Gordon Windsor’s report showed where Angus Simmons had lost his grip, the chalk marks with his fingerprints visible, smudged when the bullet had struck. And as one of those who had ascended the building commented afterwards, apart from the spectacle of someone climbing free, it was not as dangerous as it looked.
Two days had passed since the incident. Two days of conjecture, discussion, meetings with Maddox and Tricia and the production crew, attending the autopsy, ensuring the next of kin were informed: a mother in Scotland, a father in London, neither of whom had been surprised at their son’s death.
‘He was always going to die young,’ Angus’s mother said. ‘As a child, climbing a tree or scurrying around. Even in the middle of winter, swimming in the loch, getting a cold, the flu, pneumonia once. We nearly lost him that time.’

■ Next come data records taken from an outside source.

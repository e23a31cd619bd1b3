//! Control-flow graph built from a flat unit.
//!
//! The tracer emits a linear `Vec<Op>` with `DefLabel` markers for
//! branch targets. This module splits that list into basic blocks,
//! inserts explicit fallthrough branches where needed, and computes
//! predecessor/successor edges — the CFG structure regalloc2 requires.
use crate::ir::{Marker, Op};

/// A basic block in the CFG.
#[derive(Debug)]
pub struct CfgBlock {
    /// First op index in `CfgInfo::ops` (inclusive).
    pub inst_start: u32,
    /// One past the last op index (exclusive).
    pub inst_end: u32,
    /// Successor block indices.
    pub succs: Vec<u32>,
    /// Predecessor block indices.
    pub preds: Vec<u32>,
}

/// Control-flow graph for a unit.
///
/// Owns a (potentially modified) copy of the op list — explicit `Br`
/// ops may have been inserted at fallthrough points so that every
/// block ends with a terminator. `markers` stays parallel to `ops`; an
/// inserted branch inherits the marker of the op before it.
#[derive(Debug)]
pub struct CfgInfo {
    /// Op list (with fallthrough branches inserted).
    pub ops: Vec<Op>,
    /// Per-op source markers, parallel to `ops`.
    pub markers: Vec<Marker>,
    /// Basic blocks, indexed by block ID.
    pub blocks: Vec<CfgBlock>,
}

/// Returns true if the op is a block terminator.
fn is_terminator(op: &Op) -> bool {
    matches!(op, Op::Br { .. } | Op::BrIfZero { .. } | Op::Ret)
}

/// Whether the op at `idx` is a `DefLabel` with parameters. Targets of
/// conditional edges and fallthroughs must be parameter-free because
/// those edges cannot carry block arguments.
fn has_params(ops: &[Op], idx: usize) -> bool {
    matches!(&ops[idx], Op::DefLabel { params, .. } if !params.is_empty())
}

/// Build a CFG from a flat op list.
///
/// Splits at `DefLabel` boundaries and after terminators, inserts
/// explicit `Br` for fallthrough edges, and computes pred/succ edges.
pub fn build_cfg(original_ops: &[Op], original_markers: &[Marker]) -> CfgInfo {
    if original_ops.is_empty() {
        crate::ice!("empty unit");
    }
    if original_ops.len() != original_markers.len() {
        crate::ice!(
            "unit has {} ops but {} markers",
            original_ops.len(),
            original_markers.len()
        );
    }

    // Phase 1: find block split points (op indices where new blocks
    // start). A new block begins at index 0, at every DefLabel, and at
    // the op after every terminator.
    let mut split_set = Vec::new();
    let mut seen = vec![false; original_ops.len()];

    let mut mark = |idx: usize| {
        if !seen[idx] {
            seen[idx] = true;
            split_set.push(idx);
        }
    };

    mark(0);
    for (i, op) in original_ops.iter().enumerate() {
        if matches!(op, Op::DefLabel { .. }) {
            mark(i);
        }
        if is_terminator(op) && i + 1 < original_ops.len() {
            mark(i + 1);
        }
    }

    split_set.sort_unstable();
    let splits = split_set;

    // Phase 2: copy ops block-by-block, inserting Br at fallthrough
    // points so every block ends with a terminator.
    let mut new_ops: Vec<Op> = Vec::with_capacity(original_ops.len() + splits.len());
    let mut new_markers: Vec<Marker> = Vec::with_capacity(new_ops.capacity());
    let mut block_starts: Vec<usize> = Vec::with_capacity(splits.len());

    for (si, &start) in splits.iter().enumerate() {
        let end = if si + 1 < splits.len() {
            splits[si + 1]
        } else {
            original_ops.len()
        };

        block_starts.push(new_ops.len());
        new_ops.extend_from_slice(&original_ops[start..end]);
        new_markers.extend_from_slice(&original_markers[start..end]);

        let last = &original_ops[end - 1];
        if !is_terminator(last) {
            // Insert fallthrough branch. The next block must start
            // with a DefLabel so we know which label to target, and
            // the synthesized branch cannot supply block arguments.
            if si + 1 >= splits.len() {
                crate::ice!(
                    "last block (starting at op {start}) does not end with a terminator"
                );
            }
            let next_start = splits[si + 1];
            match &original_ops[next_start] {
                Op::DefLabel { label, params } => {
                    if !params.is_empty() {
                        crate::ice!("fallthrough into parameterized label {label}");
                    }
                    new_ops.push(Op::Br {
                        label: *label,
                        args: vec![],
                    });
                    new_markers.push(original_markers[end - 1]);
                }
                other => crate::ice!(
                    "fallthrough to non-DefLabel op at index {next_start}: {other:?}"
                ),
            }
        }
    }

    // Phase 3: build CfgBlocks with op ranges and label map.
    let num_blocks = block_starts.len();
    let max_label = max_label_index(&new_ops);
    let mut label_to_block: Vec<Option<u32>> = vec![None; max_label + 1];
    let mut blocks: Vec<CfgBlock> = Vec::with_capacity(num_blocks);

    for (bi, &start) in block_starts.iter().enumerate() {
        let end = if bi + 1 < num_blocks {
            block_starts[bi + 1]
        } else {
            new_ops.len()
        };

        if let Op::DefLabel { label, .. } = &new_ops[start] {
            label_to_block[label.0 as usize] = Some(bi as u32);
        }

        blocks.push(CfgBlock {
            inst_start: start as u32,
            inst_end: end as u32,
            succs: vec![],
            preds: vec![],
        });
    }

    // Phase 4: compute successors from each block's terminator.
    // Conditional edges (both target and fallthrough) must land on
    // parameter-free blocks since the branch carries no arguments.
    for bi in 0..num_blocks {
        let end = blocks[bi].inst_end as usize;
        let last = &new_ops[end - 1];

        let succs = match last {
            Op::Br { label, .. } => {
                let target = label_to_block[label.0 as usize]
                    .unwrap_or_else(|| crate::ice!("unresolved label {label}"));
                vec![target]
            }
            Op::BrIfZero { label, .. } => {
                let target = label_to_block[label.0 as usize]
                    .unwrap_or_else(|| crate::ice!("unresolved label {label}"));
                let fallthrough = bi as u32 + 1;
                if fallthrough as usize >= num_blocks {
                    crate::ice!("conditional branch at end of last block");
                }
                if has_params(&new_ops, blocks[target as usize].inst_start as usize) {
                    crate::ice!("conditional branch into parameterized label {label}");
                }
                if has_params(&new_ops, blocks[fallthrough as usize].inst_start as usize) {
                    crate::ice!("conditional fallthrough into parameterized block {fallthrough}");
                }
                vec![fallthrough, target]
            }
            Op::Ret => vec![],
            other => crate::ice!("block {bi} does not end with a terminator: {other:?}"),
        };

        blocks[bi].succs = succs;
    }

    // Phase 5: find reachable blocks via BFS from the entry block.
    // Dead code after Ret can create blocks with no incoming edges —
    // these must be excluded so they don't add phantom predecessors to
    // real blocks (which would confuse regalloc2).
    let mut reachable = vec![false; num_blocks];
    let mut queue = std::collections::VecDeque::new();
    reachable[0] = true;
    queue.push_back(0usize);
    while let Some(bi) = queue.pop_front() {
        for &s in &blocks[bi].succs {
            let si = s as usize;
            if !reachable[si] {
                reachable[si] = true;
                queue.push_back(si);
            }
        }
    }

    // Clear successors on unreachable blocks so they don't pollute
    // predecessor lists.
    for bi in 0..num_blocks {
        if !reachable[bi] {
            blocks[bi].succs.clear();
        }
    }

    // Phase 6: compute predecessors by inverting successor edges.
    for bi in 0..num_blocks {
        let succs = blocks[bi].succs.clone();
        for s in succs {
            blocks[s as usize].preds.push(bi as u32);
        }
    }

    CfgInfo {
        ops: new_ops,
        markers: new_markers,
        blocks,
    }
}

/// Find the highest label index referenced in the op list.
pub(crate) fn max_label_index(ops: &[Op]) -> usize {
    let mut max = 0usize;
    for op in ops {
        let l = match op {
            Op::DefLabel { label, .. } | Op::Br { label, .. } | Op::BrIfZero { label, .. } => {
                label.0 as usize
            }
            _ => continue,
        };
        if l > max {
            max = l;
        }
    }
    max
}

‘How old was he?’ Wendy asked the woman on Zoom, a video call without the need to travel.
‘Pneumonia, ten years of age.’
Thankfully, Wendy hadn’t had to inform the woman of her son’s death; a police inspector, close to where she lived, had been assigned the job. The mother, an avid reader with no interest in television and only a small radio in her cottage, hadn’t received the news from the media.
She had taken it well, stoically, according to DI Cameron.
And now, on the video conference, Angus’s mother sat upright, looked straight into her iPhone. She spoke with a Scottish accent.
‘When was the last time you saw him?’ Wendy asked.
‘Three months ago. He was up here for a week, his usual self.’
‘Swimming in the loch?’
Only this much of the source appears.